Assignment –
Please repeat the records below exactly, from the first line through the line containing "to the LLM.", and nothing more.

#####

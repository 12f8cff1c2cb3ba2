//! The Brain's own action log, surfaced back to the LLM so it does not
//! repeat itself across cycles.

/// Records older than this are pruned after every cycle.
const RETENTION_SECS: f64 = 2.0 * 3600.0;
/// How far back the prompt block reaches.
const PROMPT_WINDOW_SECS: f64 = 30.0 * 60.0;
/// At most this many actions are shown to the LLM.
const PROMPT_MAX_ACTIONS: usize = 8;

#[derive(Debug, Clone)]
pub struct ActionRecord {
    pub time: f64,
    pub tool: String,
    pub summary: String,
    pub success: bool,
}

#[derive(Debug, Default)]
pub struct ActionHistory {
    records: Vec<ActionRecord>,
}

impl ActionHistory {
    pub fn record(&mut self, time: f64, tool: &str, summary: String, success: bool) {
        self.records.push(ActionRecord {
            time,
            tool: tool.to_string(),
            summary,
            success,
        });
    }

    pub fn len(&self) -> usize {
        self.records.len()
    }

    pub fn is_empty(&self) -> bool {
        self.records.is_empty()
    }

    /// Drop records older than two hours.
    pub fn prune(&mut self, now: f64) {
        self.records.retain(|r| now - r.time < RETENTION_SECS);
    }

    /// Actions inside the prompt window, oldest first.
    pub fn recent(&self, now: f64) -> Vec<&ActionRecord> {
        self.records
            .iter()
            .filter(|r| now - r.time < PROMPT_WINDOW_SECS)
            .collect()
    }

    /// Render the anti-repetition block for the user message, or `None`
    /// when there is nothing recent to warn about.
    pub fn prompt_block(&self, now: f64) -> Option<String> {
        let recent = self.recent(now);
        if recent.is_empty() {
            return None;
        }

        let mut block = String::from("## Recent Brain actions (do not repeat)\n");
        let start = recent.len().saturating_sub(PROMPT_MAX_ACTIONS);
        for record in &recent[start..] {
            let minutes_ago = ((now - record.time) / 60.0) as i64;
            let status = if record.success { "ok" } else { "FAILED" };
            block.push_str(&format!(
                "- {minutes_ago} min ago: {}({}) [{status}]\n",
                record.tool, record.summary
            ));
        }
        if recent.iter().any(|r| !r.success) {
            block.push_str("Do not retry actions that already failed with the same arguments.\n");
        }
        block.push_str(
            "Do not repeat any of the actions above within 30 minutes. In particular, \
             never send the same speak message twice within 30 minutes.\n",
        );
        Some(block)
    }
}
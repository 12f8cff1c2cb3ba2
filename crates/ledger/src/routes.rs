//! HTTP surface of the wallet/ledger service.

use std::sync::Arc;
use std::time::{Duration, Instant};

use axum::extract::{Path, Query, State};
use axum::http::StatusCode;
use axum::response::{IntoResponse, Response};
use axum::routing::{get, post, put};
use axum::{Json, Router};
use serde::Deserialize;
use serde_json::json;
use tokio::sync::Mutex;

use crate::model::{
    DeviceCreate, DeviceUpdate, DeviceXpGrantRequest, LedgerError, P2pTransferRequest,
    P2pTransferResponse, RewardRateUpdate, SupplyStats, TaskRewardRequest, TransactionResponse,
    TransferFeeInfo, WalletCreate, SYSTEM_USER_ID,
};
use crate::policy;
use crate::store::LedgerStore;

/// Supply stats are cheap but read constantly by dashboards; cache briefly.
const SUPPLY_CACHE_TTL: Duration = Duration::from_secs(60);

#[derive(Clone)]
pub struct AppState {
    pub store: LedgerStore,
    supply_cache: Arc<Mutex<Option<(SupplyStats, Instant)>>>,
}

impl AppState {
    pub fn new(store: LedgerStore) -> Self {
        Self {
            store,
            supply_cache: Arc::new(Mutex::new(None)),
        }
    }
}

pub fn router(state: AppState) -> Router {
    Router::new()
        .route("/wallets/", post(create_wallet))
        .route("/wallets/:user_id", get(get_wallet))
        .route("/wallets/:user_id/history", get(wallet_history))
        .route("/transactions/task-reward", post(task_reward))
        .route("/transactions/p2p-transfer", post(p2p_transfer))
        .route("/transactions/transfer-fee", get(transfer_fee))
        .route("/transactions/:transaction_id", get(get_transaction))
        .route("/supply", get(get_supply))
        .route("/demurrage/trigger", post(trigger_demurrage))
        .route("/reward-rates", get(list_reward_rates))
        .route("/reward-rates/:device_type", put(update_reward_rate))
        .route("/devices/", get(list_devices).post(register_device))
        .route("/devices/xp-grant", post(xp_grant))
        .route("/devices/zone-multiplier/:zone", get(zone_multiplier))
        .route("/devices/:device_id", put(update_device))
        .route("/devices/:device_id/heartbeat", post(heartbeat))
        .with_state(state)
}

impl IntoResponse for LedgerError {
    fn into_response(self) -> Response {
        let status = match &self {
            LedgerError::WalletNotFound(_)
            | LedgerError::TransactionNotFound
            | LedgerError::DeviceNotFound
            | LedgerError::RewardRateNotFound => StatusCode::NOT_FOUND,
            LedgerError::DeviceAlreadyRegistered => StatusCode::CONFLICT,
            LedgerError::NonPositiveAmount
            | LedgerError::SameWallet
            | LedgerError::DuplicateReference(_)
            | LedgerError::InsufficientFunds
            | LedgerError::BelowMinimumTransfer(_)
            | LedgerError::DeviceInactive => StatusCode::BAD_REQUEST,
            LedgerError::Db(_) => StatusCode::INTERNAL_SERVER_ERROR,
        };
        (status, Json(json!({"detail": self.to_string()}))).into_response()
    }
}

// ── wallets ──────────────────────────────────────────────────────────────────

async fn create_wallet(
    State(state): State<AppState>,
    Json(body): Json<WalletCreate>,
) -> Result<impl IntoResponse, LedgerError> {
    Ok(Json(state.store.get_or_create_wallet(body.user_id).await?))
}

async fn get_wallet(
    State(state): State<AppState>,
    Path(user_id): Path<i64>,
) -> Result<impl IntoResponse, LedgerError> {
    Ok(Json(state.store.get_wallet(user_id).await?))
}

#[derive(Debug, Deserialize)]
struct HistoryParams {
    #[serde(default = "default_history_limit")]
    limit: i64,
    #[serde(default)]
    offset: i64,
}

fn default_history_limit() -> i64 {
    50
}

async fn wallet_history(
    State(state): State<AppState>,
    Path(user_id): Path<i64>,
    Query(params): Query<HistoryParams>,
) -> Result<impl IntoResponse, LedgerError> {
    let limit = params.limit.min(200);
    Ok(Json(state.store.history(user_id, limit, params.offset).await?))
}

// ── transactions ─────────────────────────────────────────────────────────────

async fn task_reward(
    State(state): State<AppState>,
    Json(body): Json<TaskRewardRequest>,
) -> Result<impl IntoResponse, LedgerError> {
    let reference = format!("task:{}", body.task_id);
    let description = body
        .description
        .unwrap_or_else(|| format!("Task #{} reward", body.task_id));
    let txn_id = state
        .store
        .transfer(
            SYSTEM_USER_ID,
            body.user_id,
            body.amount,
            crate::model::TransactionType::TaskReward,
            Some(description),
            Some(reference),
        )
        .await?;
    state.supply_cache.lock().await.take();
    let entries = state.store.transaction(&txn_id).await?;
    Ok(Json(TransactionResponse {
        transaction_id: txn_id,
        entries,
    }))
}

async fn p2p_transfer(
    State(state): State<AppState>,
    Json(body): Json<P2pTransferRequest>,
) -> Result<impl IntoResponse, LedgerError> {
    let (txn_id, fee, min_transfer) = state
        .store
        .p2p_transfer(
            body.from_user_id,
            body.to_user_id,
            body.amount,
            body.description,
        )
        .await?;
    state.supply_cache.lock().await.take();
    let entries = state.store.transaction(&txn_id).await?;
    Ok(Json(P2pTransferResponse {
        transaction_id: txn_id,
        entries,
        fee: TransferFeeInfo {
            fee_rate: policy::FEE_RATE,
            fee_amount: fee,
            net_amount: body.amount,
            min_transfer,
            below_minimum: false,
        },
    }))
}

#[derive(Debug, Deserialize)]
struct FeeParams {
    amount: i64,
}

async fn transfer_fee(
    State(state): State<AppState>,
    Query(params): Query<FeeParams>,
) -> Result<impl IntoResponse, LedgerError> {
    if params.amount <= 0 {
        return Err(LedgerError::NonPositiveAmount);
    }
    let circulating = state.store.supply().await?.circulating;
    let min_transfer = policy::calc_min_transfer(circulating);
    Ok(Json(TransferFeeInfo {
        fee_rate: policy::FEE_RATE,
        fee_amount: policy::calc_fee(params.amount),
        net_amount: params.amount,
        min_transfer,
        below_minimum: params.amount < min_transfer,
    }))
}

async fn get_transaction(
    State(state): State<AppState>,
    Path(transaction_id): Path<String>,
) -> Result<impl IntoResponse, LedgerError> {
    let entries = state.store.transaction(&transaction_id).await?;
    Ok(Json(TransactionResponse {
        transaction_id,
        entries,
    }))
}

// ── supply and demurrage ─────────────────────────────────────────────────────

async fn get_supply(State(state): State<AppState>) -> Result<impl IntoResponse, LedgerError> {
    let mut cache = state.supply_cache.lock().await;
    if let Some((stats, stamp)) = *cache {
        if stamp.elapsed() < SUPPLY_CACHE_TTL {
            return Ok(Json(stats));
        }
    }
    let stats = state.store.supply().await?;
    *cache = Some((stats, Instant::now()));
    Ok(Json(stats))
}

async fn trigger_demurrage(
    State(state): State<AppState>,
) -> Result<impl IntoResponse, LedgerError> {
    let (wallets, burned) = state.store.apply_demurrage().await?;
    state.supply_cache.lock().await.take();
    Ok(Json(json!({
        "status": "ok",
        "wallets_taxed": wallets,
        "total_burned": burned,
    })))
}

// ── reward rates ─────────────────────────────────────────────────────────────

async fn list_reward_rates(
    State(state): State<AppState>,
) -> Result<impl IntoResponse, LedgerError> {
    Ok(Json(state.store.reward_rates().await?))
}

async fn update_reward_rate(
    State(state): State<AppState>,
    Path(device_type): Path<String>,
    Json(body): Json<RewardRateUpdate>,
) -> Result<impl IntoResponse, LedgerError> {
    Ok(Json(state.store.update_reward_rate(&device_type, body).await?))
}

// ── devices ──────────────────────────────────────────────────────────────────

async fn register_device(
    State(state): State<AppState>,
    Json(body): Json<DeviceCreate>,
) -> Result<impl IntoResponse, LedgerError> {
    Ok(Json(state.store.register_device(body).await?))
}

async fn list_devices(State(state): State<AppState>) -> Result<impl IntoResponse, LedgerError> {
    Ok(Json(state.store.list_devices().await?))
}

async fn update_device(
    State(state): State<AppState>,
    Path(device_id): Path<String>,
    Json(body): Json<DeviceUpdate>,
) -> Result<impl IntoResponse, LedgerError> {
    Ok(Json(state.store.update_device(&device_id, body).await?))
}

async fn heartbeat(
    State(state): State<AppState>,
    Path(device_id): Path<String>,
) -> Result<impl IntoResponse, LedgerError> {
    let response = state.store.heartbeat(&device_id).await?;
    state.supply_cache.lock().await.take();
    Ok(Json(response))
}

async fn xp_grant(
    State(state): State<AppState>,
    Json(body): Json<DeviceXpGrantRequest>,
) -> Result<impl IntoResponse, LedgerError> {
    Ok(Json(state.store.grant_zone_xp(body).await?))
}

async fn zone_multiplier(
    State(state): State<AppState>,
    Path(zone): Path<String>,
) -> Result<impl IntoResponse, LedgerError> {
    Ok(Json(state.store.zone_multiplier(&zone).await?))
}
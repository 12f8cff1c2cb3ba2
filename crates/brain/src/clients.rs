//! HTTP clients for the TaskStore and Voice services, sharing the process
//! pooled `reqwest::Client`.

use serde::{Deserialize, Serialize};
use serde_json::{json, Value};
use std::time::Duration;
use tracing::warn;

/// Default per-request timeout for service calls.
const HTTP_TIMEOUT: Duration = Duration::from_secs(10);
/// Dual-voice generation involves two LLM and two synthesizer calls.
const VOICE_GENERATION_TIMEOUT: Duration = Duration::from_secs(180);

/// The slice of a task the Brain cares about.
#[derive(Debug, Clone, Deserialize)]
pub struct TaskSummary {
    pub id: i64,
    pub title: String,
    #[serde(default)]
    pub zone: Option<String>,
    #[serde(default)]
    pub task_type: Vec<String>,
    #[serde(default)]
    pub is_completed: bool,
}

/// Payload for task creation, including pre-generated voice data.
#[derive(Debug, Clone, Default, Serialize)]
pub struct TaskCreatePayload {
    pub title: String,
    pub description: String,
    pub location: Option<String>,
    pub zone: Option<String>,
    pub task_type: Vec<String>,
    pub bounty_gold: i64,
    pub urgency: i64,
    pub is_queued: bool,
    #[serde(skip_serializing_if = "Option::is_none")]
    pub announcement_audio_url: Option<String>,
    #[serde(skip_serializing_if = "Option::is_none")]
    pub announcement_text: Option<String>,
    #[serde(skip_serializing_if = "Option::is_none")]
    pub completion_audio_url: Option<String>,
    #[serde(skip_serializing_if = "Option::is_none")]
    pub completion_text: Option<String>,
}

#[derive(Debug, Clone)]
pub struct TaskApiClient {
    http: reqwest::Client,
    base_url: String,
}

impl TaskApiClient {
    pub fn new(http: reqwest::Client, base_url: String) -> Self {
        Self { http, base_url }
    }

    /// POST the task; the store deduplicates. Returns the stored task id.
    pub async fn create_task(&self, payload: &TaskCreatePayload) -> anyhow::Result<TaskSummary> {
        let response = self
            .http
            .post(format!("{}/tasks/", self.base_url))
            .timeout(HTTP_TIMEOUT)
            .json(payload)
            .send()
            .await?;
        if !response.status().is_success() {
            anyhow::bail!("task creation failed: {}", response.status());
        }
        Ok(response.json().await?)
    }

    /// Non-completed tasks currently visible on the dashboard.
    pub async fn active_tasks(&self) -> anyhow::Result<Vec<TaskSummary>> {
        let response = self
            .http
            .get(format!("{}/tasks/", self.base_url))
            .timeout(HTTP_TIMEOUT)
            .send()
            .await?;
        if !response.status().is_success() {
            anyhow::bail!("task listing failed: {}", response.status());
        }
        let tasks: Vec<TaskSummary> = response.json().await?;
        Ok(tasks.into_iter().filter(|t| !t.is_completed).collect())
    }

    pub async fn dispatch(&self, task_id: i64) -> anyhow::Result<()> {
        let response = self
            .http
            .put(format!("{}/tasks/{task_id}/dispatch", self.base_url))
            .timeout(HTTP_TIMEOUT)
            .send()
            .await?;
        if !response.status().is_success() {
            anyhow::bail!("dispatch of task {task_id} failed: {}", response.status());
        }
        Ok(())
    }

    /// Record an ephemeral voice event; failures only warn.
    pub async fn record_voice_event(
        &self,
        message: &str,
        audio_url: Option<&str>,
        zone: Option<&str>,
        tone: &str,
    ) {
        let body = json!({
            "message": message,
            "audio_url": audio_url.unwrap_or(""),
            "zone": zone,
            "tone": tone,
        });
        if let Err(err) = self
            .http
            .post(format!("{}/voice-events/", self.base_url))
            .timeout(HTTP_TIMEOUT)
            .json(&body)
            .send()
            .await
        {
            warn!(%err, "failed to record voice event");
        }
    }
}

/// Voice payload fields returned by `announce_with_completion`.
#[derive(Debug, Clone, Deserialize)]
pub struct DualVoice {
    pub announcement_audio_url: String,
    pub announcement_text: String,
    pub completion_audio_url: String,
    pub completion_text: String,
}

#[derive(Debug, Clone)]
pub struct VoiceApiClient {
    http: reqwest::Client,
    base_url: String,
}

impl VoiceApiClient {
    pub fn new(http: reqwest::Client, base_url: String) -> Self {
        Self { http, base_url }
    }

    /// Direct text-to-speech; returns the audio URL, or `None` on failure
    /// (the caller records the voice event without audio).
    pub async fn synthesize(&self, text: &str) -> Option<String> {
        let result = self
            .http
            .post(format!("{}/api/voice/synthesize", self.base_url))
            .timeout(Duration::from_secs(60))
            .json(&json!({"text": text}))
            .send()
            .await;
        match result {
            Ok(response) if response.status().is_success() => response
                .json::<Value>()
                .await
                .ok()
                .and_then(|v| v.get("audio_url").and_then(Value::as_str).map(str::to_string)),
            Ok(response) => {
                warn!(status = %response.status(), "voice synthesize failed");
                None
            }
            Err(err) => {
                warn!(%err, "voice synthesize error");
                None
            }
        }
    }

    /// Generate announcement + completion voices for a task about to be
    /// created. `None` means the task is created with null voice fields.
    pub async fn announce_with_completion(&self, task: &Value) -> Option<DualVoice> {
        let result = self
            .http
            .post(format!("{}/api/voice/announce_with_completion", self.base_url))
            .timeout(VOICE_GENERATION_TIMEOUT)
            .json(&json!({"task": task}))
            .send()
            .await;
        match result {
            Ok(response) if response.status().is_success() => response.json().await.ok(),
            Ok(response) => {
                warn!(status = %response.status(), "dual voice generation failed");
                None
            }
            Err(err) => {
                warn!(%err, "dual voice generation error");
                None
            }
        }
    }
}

#####

Expected answer –
repository 12f8cff1c2cb3ba2
//! The Brain's own action log, surfaced back to the LLM so it does not
//! repeat itself across cycles.

/// Records older than this are pruned after every cycle.
const RETENTION_SECS: f64 = 2.0 * 3600.0;
/// How far back the prompt block reaches.
const PROMPT_WINDOW_SECS: f64 = 30.0 * 60.0;
/// At most this many actions are shown to the LLM.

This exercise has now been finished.